(Stored data entries)
use core::fmt::Display;
use core::fmt::Formatter;
use core::fmt::Result as FormatResult;
use std::error::Error;

pub(crate) use gdal::errors::GdalError;
use image::ImageError;

pub(crate) use clap::error::Error as ArgumentError;

use crate::table::ColumnType;

#[derive(Debug)]
pub(crate) enum CommandError {
    GdalError(GdalError),
    ImageError(ImageError),
    IoError(String),
    JsonError(String),
    ConfigRead(String),
    ScriptRead(String),
    ScriptEventFailed(usize,Box<CommandError>),
    InvalidGeometry(String),
    MissingSpatialReference(String),
    EmptyRasterBand(usize),
    UnknownRow(String),
    UnknownRowPosition(usize),
    UnknownColumn(String),
    EmptyColumnName,
    InvalidValueForColumn(String,ColumnType,String),
    InvalidValueForColor(String,String),
    UnknownReferenceLayer(String),
    ReferenceLayerNotVector(String),
    MissingKeyColumn(String,&'static str),
    MissingArchiveEntry(String,&'static str),
    NoVectorLayers(String),
    RasterTooLarge(usize,usize),
}

impl Error for CommandError {

}

impl Display for CommandError {
    fn fmt(&self, f: &mut Formatter<'_>) -> FormatResult {
        match self {
            Self::GdalError(a) => write!(f,"gdal: {}",a),
            Self::ImageError(a) => write!(f,"image: {}",a),
            Self::IoError(a) => write!(f,"i/o: {}",a),
            Self::JsonError(a) => write!(f,"json: {}",a),
            Self::ConfigRead(a) => write!(f,"Error reading configuration: {}",a),
            Self::ScriptRead(a) => write!(f,"Error reading event script: {}",a),
            Self::ScriptEventFailed(a, b) => write!(f,"Event {} in the script failed: {}",a,b),
            Self::InvalidGeometry(a) => write!(f,"Could not read geometry: {}",a),
            Self::MissingSpatialReference(a) => write!(f,"Source '{}' has no spatial reference, it can't be reprojected.",a),
            Self::EmptyRasterBand(a) => write!(f,"Raster band {} could not be read.",a),
            Self::UnknownRow(a) => write!(f,"No row with id '{}' in the working table.",a),
            Self::UnknownRowPosition(a) => write!(f,"No row at position {} in the working table.",a),
            Self::UnknownColumn(a) => write!(f,"No column named '{}' in the working table.",a),
            Self::EmptyColumnName => write!(f,"A column name is required."),
            Self::InvalidValueForColumn(column, column_type, value) => write!(f,"Invalid value ('{}') for {} column '{}'.",value,column_type,column),
            Self::InvalidValueForColor(a, b) => write!(f,"Invalid value ('{}') for color: {}",a,b),
            Self::UnknownReferenceLayer(a) => write!(f,"Reference layer '{}' is not loaded.",a),
            Self::ReferenceLayerNotVector(a) => write!(f,"Reference layer '{}' is a raster and has no attributes.",a),
            Self::MissingKeyColumn(a, b) => write!(f,"Key column '{}' is missing from table {}.",a,b),
            Self::MissingArchiveEntry(a, b) => write!(f,"No {} document found inside archive '{}'.",b,a),
            Self::NoVectorLayers(a) => write!(f,"Source '{}' has no vector layers.",a),
            Self::RasterTooLarge(a, b) => write!(f,"Raster overlay of {}x{} pixels is too large to encode.",a,b),
        }
    }
}

impl From<GdalError> for CommandError {

    fn from(value: GdalError) -> Self {
        Self::GdalError(value)
    }
}

impl From<ImageError> for CommandError {

    fn from(value: ImageError) -> Self {
        Self::ImageError(value)
    }
}

impl From<std::io::Error> for CommandError {

    fn from(value: std::io::Error) -> Self {
        Self::IoError(format!("{}",value))
    }
}

impl From<serde_json::Error> for CommandError {

    fn from(value: serde_json::Error) -> Self {
        Self::JsonError(format!("{}",value))
    }
}

#[derive(Debug)]
pub(crate) enum ProgramError {
    ArgumentError(ArgumentError),
    CommandError(CommandError)
}

impl Error for ProgramError {

}

impl Display for ProgramError {

    fn fmt(&self, f: &mut Formatter<'_>) -> FormatResult {
        match self {
            Self::ArgumentError(a) => write!(f,"{}",a),
            Self::CommandError(a) => write!(f,"{}",a),
        }
    }
}

impl From<ArgumentError> for ProgramError {

    fn from(value: ArgumentError) -> Self {
        Self::ArgumentError(value)
    }
}

impl From<CommandError> for ProgramError {

    fn from(value: CommandError) -> Self {
        Self::CommandError(value)
    }
}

- **Problem description**: Print out all the entries precisely as written.

- **The completed task**:
use core::fmt::Display;
use core::fmt::Formatter;
use core::fmt::Result as FormatResult;
use std::error::Error;

pub(crate) use gdal::errors::GdalError;
use image::ImageError;

pub(crate) use clap::error::Error as ArgumentError;

use crate::table::ColumnType;

#[derive(Debug)]
pub(crate) enum CommandError {
    GdalError(GdalError),
    ImageError(ImageError),
    IoError(String),
    JsonError(String),
    ConfigRead(String),
    ScriptRead(String),
    ScriptEventFailed(usize,Box<CommandError>),
    InvalidGeometry(String),
    MissingSpatialReference(String),
    EmptyRasterBand(usize),
    UnknownRow(String),
    UnknownRowPosition(usize),
    UnknownColumn(String),
    EmptyColumnName,
    InvalidValueForColumn(String,ColumnType,String),
    InvalidValueForColor(String,String),
    UnknownReferenceLayer(String),
    ReferenceLayerNotVector(String),
    MissingKeyColumn(String,&'static str),
    MissingArchiveEntry(String,&'static str),
    NoVectorLayers(String),
    RasterTooLarge(usize,usize),
}

impl Error for CommandError {

}

impl Display for CommandError {
    fn fmt(&self, f: &mut Formatter<'_>) -> FormatResult {
        match self {
            Self::GdalError(a) => write!(f,"gdal: {}",a),
            Self::ImageError(a) => write!(f,"image: {}",a),
            Self::IoError(a) => write!(f,"i/o: {}",a),
            Self::JsonError(a) => write!(f,"json: {}",a),
            Self::ConfigRead(a) => write!(f,"Error reading configuration: {}",a),
            Self::ScriptRead(a) => write!(f,"Error reading event script: {}",a),
            Self::ScriptEventFailed(a, b) => write!(f,"Event {} in the script failed: {}",a,b),
            Self::InvalidGeometry(a) => write!(f,"Could not read geometry: {}",a),
            Self::MissingSpatialReference(a) => write!(f,"Source '{}' has no spatial reference, it can't be reprojected.",a),
            Self::EmptyRasterBand(a) => write!(f,"Raster band {} could not be read.",a),
            Self::UnknownRow(a) => write!(f,"No row with id '{}' in the working table.",a),
            Self::UnknownRowPosition(a) => write!(f,"No row at position {} in the working table.",a),
            Self::UnknownColumn(a) => write!(f,"No column named '{}' in the working table.",a),
            Self::EmptyColumnName => write!(f,"A column name is required."),
            Self::InvalidValueForColumn(column, column_type, value) => write!(f,"Invalid value ('{}') for {} column '{}'.",value,column_type,column),
            Self::InvalidValueForColor(a, b) => write!(f,"Invalid value ('{}') for color: {}",a,b),
            Self::UnknownReferenceLayer(a) => write!(f,"Reference layer '{}' is not loaded.",a),
            Self::ReferenceLayerNotVector(a) => write!(f,"Reference layer '{}' is a raster and has no attributes.",a),
            Self::MissingKeyColumn(a, b) => write!(f,"Key column '{}' is missing from table {}.",a,b),
            Self::MissingArchiveEntry(a, b) => write!(f,"No {} document found inside archive '{}'.",b,a),
            Self::NoVectorLayers(a) => write!(f,"Source '{}' has no vector layers.",a),
            Self::RasterTooLarge(a, b) => write!(f,"Raster overlay of {}x{} pixels is too large to encode.",a,b),
        }
    }
}

impl From<GdalError> for CommandError {

    fn from(value: GdalError) -> Self {
        Self::GdalError(value)
    }
}

impl From<ImageError> for CommandError {

    fn from(value: ImageError) -> Self {
        Self::ImageError(value)
    }
}

impl From<std::io::Error> for CommandError {

    fn from(value: std::io::Error) -> Self {
        Self::IoError(format!("{}",value))
    }
}

impl From<serde_json::Error> for CommandError {

    fn from(value: serde_json::Error) -> Self {
        Self::JsonError(format!("{}",value))
    }
}

#[derive(Debug)]
pub(crate) enum ProgramError {
    ArgumentError(ArgumentError),
    CommandError(CommandError)
}

impl Error for ProgramError {

}

impl Display for ProgramError {

    fn fmt(&self, f: &mut Formatter<'_>) -> FormatResult {
        match self {
            Self::ArgumentError(a) => write!(f,"{}",a),
            Self::CommandError(a) => write!(f,"{}",a),
        }
    }
}

impl From<ArgumentError> for ProgramError {

    fn from(value: ArgumentError) -> Self {
        Self::ArgumentError(value)
    }
}

impl From<CommandError> for ProgramError {

    fn from(value: CommandError) -> Self {
        Self::CommandError(value)
    }
}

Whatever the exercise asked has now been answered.